SILENCIAMENTO

Federação de JHC amplia série de ações e Rui Palmeira vira novo alvo no Caso Master

Vereador afirma que foi acionado após compartilhar reportagem de O Globo

Publicado em 15/07/2026 às 08:49
Rui Palmeira foi silenciado pela Justiça no Caso Master em ação da Federação de JHC

A estratégia judicial adotada pela Federação do ex-prefeito de Maceió, JHC, em torno do Caso Master ganhou um novo capítulo. O mais recente alvo é o vereador e pré-candidato a deputado federal Rui Palmeira (PSD), segundo levantamento citado nos bastidores políticos.

Extraoficialmente, a Federação PSDB-Cidadania já teria ajuizado 115 processos na Justiça Eleitoral entre abril e julho deste ano. As ações atingem jornalistas, influenciadores, veículos de comunicação e, agora, um adversário político que passou a tratar publicamente do Caso Master.

A nova ação ocorreu após Rui compartilhar em suas redes sociais uma reportagem publicada pelo jornal O Globo, que aborda as investigações relacionadas ao Banco Master e cita JHC entre os políticos mencionados.

Em pronunciamento, Rui afirmou que o caso chegou a Maceió porque JHC teria, “no mínimo, autorizado o aporte de R$ 117 milhões” do Instituto de Previdência dos Servidores Públicos de Maceió (Iprev). O vereador também criticou o volume de ações judiciais contra jornalistas, influenciadores e veículos de comunicação que cobram esclarecimentos sobre o investimento.

Ao final do discurso, Rui questionou se também será proposta uma ação contra O Globo, responsável pela reportagem compartilhada por ele.

Horas depois, o vereador publicou uma nota nas redes sociais afirmando que JHC estaria tentando “calar quem fala do escândalo do Banco Master em Maceió”. Segundo Rui, sempre que o tema é abordado surgem novas ações judiciais. Ele acrescentou que continuará tratando do assunto por entender que fiscalizar a aplicação do dinheiro público é dever do mandato parlamentar.

O episódio amplia um debate que já vinha ocorrendo nos bastidores da política alagoana sobre o alcance da estratégia judicial adotada por JHC. O levantamento citado por diferentes atores políticos indica que a maior parte das ações foi direcionada a jornalistas, influenciadores, veículos de comunicação e agentes políticos locais que passaram a abordar o Caso Master.
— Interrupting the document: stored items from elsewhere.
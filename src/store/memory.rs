//! In-process document store.
//!
//! Implements the full adapter contract (queries, live listeners, atomic
//! batches with preconditions, the batch ceiling) so the repository layer
//! can be exercised and run locally without the remote service. It also
//! exposes a few knobs for injecting failures.

use std::collections::{BTreeMap, HashMap, HashSet};
use std::sync::Arc;

use async_trait::async_trait;
use futures::StreamExt;
use parking_lot::Mutex;
use tokio::sync::mpsc;
use uuid::Uuid;

use super::{
    DocumentStore, Document, Fields, MAX_BATCH_OPERATIONS, Query, SnapshotStream, WriteBatch,
    WriteOp,
};
use crate::error::{StoreError, StoreResult};

type Collections = HashMap<String, BTreeMap<String, Fields>>;

struct ListenerSlot {
    query: Query,
    tx: mpsc::UnboundedSender<StoreResult<Vec<Document>>>,
    last: Vec<Document>,
}

#[derive(Default)]
struct State {
    collections: Collections,
    listeners: Vec<ListenerSlot>,
    commits: usize,
    commit_budget: Option<usize>,
    interference: Vec<(String, String, Fields)>,
}

pub struct MemoryStore {
    state: Arc<Mutex<State>>,
    batch_limit: usize,
}

impl Default for MemoryStore {
    fn default() -> Self {
        Self::new()
    }
}

impl MemoryStore {
    pub fn new() -> Self {
        Self::with_batch_limit(MAX_BATCH_OPERATIONS)
    }

    pub fn with_batch_limit(batch_limit: usize) -> Self {
        Self {
            state: Arc::new(Mutex::new(State::default())),
            batch_limit: batch_limit.max(1),
        }
    }

    /// Live store-side listeners (detached ones are pruned first).
    pub fn active_listeners(&self) -> usize {
        let mut state = self.state.lock();
        state.listeners.retain(|slot| !slot.tx.is_closed());
        state.listeners.len()
    }

    /// Number of successful batch commits.
    pub fn commit_count(&self) -> usize {
        self.state.lock().commits
    }

    pub fn document_count(&self, collection: &str) -> usize {
        self.state
            .lock()
            .collections
            .get(collection)
            .map_or(0, BTreeMap::len)
    }

    pub fn peek(&self, collection: &str, id: &str) -> Option<Fields> {
        self.state
            .lock()
            .collections
            .get(collection)
            .and_then(|docs| docs.get(id))
            .cloned()
    }

    /// Lets `n` more commits succeed, then fails every commit after that.
    pub fn fail_commits_after(&self, n: usize) {
        self.state.lock().commit_budget = Some(n);
    }

    pub fn clear_faults(&self) {
        let mut state = self.state.lock();
        state.commit_budget = None;
        state.interference.clear();
    }

    /// Terminates every listener on `collection` with an error.
    pub fn fail_listeners(&self, collection: &str) {
        let mut state = self.state.lock();
        state.listeners.retain(|slot| {
            if slot.query.collection != collection {
                return true;
            }
            let _ = slot.tx.send(Err(StoreError::Unavailable(format!(
                "listener on {collection} terminated"
            ))));
            false
        });
    }

    /// Merges `patch` into a document right before the next commit is
    /// validated, as if another writer got there first.
    pub fn before_next_commit(&self, collection: &str, id: &str, patch: Fields) {
        self.state
            .lock()
            .interference
            .push((collection.to_string(), id.to_string(), patch));
    }

    fn documents(collections: &Collections, collection: &str) -> Vec<Document> {
        collections
            .get(collection)
            .map(|docs| {
                docs.iter()
                    .map(|(id, fields)| Document {
                        id: id.clone(),
                        fields: fields.clone(),
                    })
                    .collect()
            })
            .unwrap_or_default()
    }

    fn notify(state: &mut State, touched: &HashSet<String>) {
        let State {
            collections,
            listeners,
            ..
        } = state;
        listeners.retain_mut(|slot| {
            if slot.tx.is_closed() {
                return false;
            }
            if !touched.contains(&slot.query.collection) {
                return true;
            }
            let snapshot = slot
                .query
                .apply(&Self::documents(collections, &slot.query.collection));
            if snapshot == slot.last {
                return true;
            }
            slot.last = snapshot.clone();
            slot.tx.send(Ok(snapshot)).is_ok()
        });
    }

    fn apply_op(staging: &mut Collections, op: WriteOp) -> StoreResult<()> {
        match op {
            WriteOp::Set {
                collection,
                id,
                fields,
            } => {
                staging.entry(collection).or_default().insert(id, fields);
            }
            WriteOp::Update {
                collection,
                id,
                fields,
                preconditions,
            } => {
                let Some(doc) = staging
                    .get_mut(&collection)
                    .and_then(|docs| docs.get_mut(&id))
                else {
                    return Err(StoreError::NotFound { collection, id });
                };
                for pre in &preconditions {
                    if doc.get(&pre.field) != Some(&pre.expected) {
                        return Err(StoreError::PreconditionFailed {
                            collection,
                            id,
                            field: pre.field.clone(),
                        });
                    }
                }
                doc.extend(fields);
            }
            WriteOp::Delete { collection, id } => {
                if let Some(docs) = staging.get_mut(&collection) {
                    docs.remove(&id);
                }
            }
        }
        Ok(())
    }
}

#[async_trait]
impl DocumentStore for MemoryStore {
    async fn get(&self, collection: &str, id: &str) -> StoreResult<Option<Document>> {
        Ok(self.peek(collection, id).map(|fields| Document {
            id: id.to_string(),
            fields,
        }))
    }

    async fn query(&self, query: &Query) -> StoreResult<Vec<Document>> {
        let state = self.state.lock();
        Ok(query.apply(&Self::documents(&state.collections, &query.collection)))
    }

    async fn listen(&self, query: &Query) -> StoreResult<SnapshotStream> {
        let (tx, rx) = mpsc::unbounded_channel();
        let mut state = self.state.lock();
        let initial = query.apply(&Self::documents(&state.collections, &query.collection));
        let _ = tx.send(Ok(initial.clone()));
        state.listeners.push(ListenerSlot {
            query: query.clone(),
            tx,
            last: initial,
        });

        let stream = futures::stream::unfold(rx, |mut rx| async move {
            rx.recv().await.map(|item| (item, rx))
        });
        Ok(stream.boxed())
    }

    async fn add(&self, collection: &str, fields: Fields) -> StoreResult<String> {
        let id = self.new_id(collection);
        let mut state = self.state.lock();
        state
            .collections
            .entry(collection.to_string())
            .or_default()
            .insert(id.clone(), fields);
        Self::notify(&mut state, &HashSet::from([collection.to_string()]));
        Ok(id)
    }

    async fn update(&self, collection: &str, id: &str, fields: Fields) -> StoreResult<()> {
        let mut state = self.state.lock();
        let Some(doc) = state
            .collections
            .get_mut(collection)
            .and_then(|docs| docs.get_mut(id))
        else {
            return Err(StoreError::NotFound {
                collection: collection.to_string(),
                id: id.to_string(),
            });
        };
        doc.extend(fields);
        Self::notify(&mut state, &HashSet::from([collection.to_string()]));
        Ok(())
    }

    async fn delete(&self, collection: &str, id: &str) -> StoreResult<()> {
        let mut state = self.state.lock();
        if let Some(docs) = state.collections.get_mut(collection) {
            docs.remove(id);
        }
        Self::notify(&mut state, &HashSet::from([collection.to_string()]));
        Ok(())
    }

    async fn commit(&self, batch: WriteBatch) -> StoreResult<()> {
        if batch.len() > self.batch_limit {
            return Err(StoreError::BatchTooLarge {
                ops: batch.len(),
                limit: self.batch_limit,
            });
        }

        let mut state = self.state.lock();
        let mut touched: HashSet<String> = HashSet::new();

        for (collection, id, patch) in std::mem::take(&mut state.interference) {
            if let Some(doc) = state
                .collections
                .get_mut(&collection)
                .and_then(|docs| docs.get_mut(&id))
            {
                doc.extend(patch);
                touched.insert(collection);
            }
        }

        if state.commit_budget == Some(0) {
            Self::notify(&mut state, &touched);
            return Err(StoreError::Unavailable("commit rejected".into()));
        }

        let batch_collections: HashSet<String> =
            batch.ops().iter().map(|op| op.collection().to_string()).collect();
        let mut staging: Collections = batch_collections
            .iter()
            .map(|name| {
                let docs = state.collections.get(name).cloned().unwrap_or_default();
                (name.clone(), docs)
            })
            .collect();

        for op in batch.into_ops() {
            if let Err(err) = Self::apply_op(&mut staging, op) {
                Self::notify(&mut state, &touched);
                return Err(err);
            }
        }

        state.collections.extend(staging);
        state.commits += 1;
        if let Some(budget) = state.commit_budget.as_mut() {
            *budget -= 1;
        }
        touched.extend(batch_collections);
        Self::notify(&mut state, &touched);
        Ok(())
    }

    fn new_id(&self, _collection: &str) -> String {
        Uuid::new_v4().to_string()
    }

    fn batch_limit(&self) -> usize {
        self.batch_limit
    }
}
A diferença entre a reação às publicações locais e às reportagens produzidas por veículos nacionais passou a ser utilizada por adversários políticos para questionar os critérios adotados nas ações judiciais. Já aliados de JHC sustentam que recorrer ao Judiciário é um direito de qualquer cidadão quando entende que houve divulgação de conteúdo ofensivo ou irregular.

Enquanto o mérito dessas ações aguarda decisão da Justiça, a judicialização do Caso Master passou a ocupar espaço central no debate político em Alagoas. O tema, inicialmente restrito ao investimento de R$ 117 milhões do Iprev Maceió no Banco Master, passou a envolver uma série de processos contra jornalistas, influenciadores, veículos de comunicação e adversários políticos, ampliando a discussão sobre os limites entre o direito de ação, a liberdade de imprensa e a fiscalização dos atos da administração pública.